Body robust; snout moderate, obtuse. Lower eyelids scaly; vertebral scales smooth. Ear-opening roundish, sub-triangular. Brown to olive or bronze in color above, uniform or with dark-brown or black spots, or longitudinal streaks along the lateral margins of the scales. Sides are dark-brown or chestnut, with or without light spots. A light dorso-lateral line starting from above the eye and continued to the base of the tail. Lower parts whitish or yellowish. Maximum length: 37 cm. and Common length: 25, in which Snout-vent length is 9 cm.

The Sri Lankan lankae is now treated as a full species, Eutropis lankae.

==Distribution==
Frequently found in Bangladesh, India (except in the North-West), Maldives, Myanmar, & Nepal and Possibly in Bhutan.

==Ecology==

===Habitat===

Diurnal, and terrestrial, frequently seen basking or foraging in open areas.

===Diet===
Crickets, caterpillars, beetles, and earthworms and even small vertebrates are known to be consumed.

===Reproduction===
Oviparous; clutches of 2-20 eggs are laid at a time in a self-excavated hole or under fallen logs, between August and September.

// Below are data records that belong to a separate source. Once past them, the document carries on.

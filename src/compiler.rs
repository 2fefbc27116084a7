// Copyright 2016 Mozilla Foundation
//
// Licensed under the Apache License, Version 2.0 (the "License");
// you may not use this file except in compliance with the License.
// You may obtain a copy of the License at
//
//     http://www.apache.org/licenses/LICENSE-2.0
//
// Unless required by applicable law or agreed to in writing, software
// distributed under the License is distributed on an "AS IS" BASIS,
// WITHOUT WARRANTIES OR CONDITIONS OF ANY KIND, either express or implied.
// See the License for the specific language governing permissions and
// limitations under the License.

#[macro_use]
mod args;
pub mod clang;
#[allow(clippy::module_inception)]
mod compiler;
pub mod gcc;
pub mod msvc;

pub use crate::compiler::compiler::*;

Eggs are measuring 11 * 17 mm. Hatchlings emerge between May and June, measure 12–12.5 mm.
The male reproductive cycle in Mysore, (southern India), is characterized by peak testicular size and maximum spermatogenic activity and steroidogenic activity during Oct-November which coincides with the female reproductive cycle generally in the dry, post- rainy season of the year.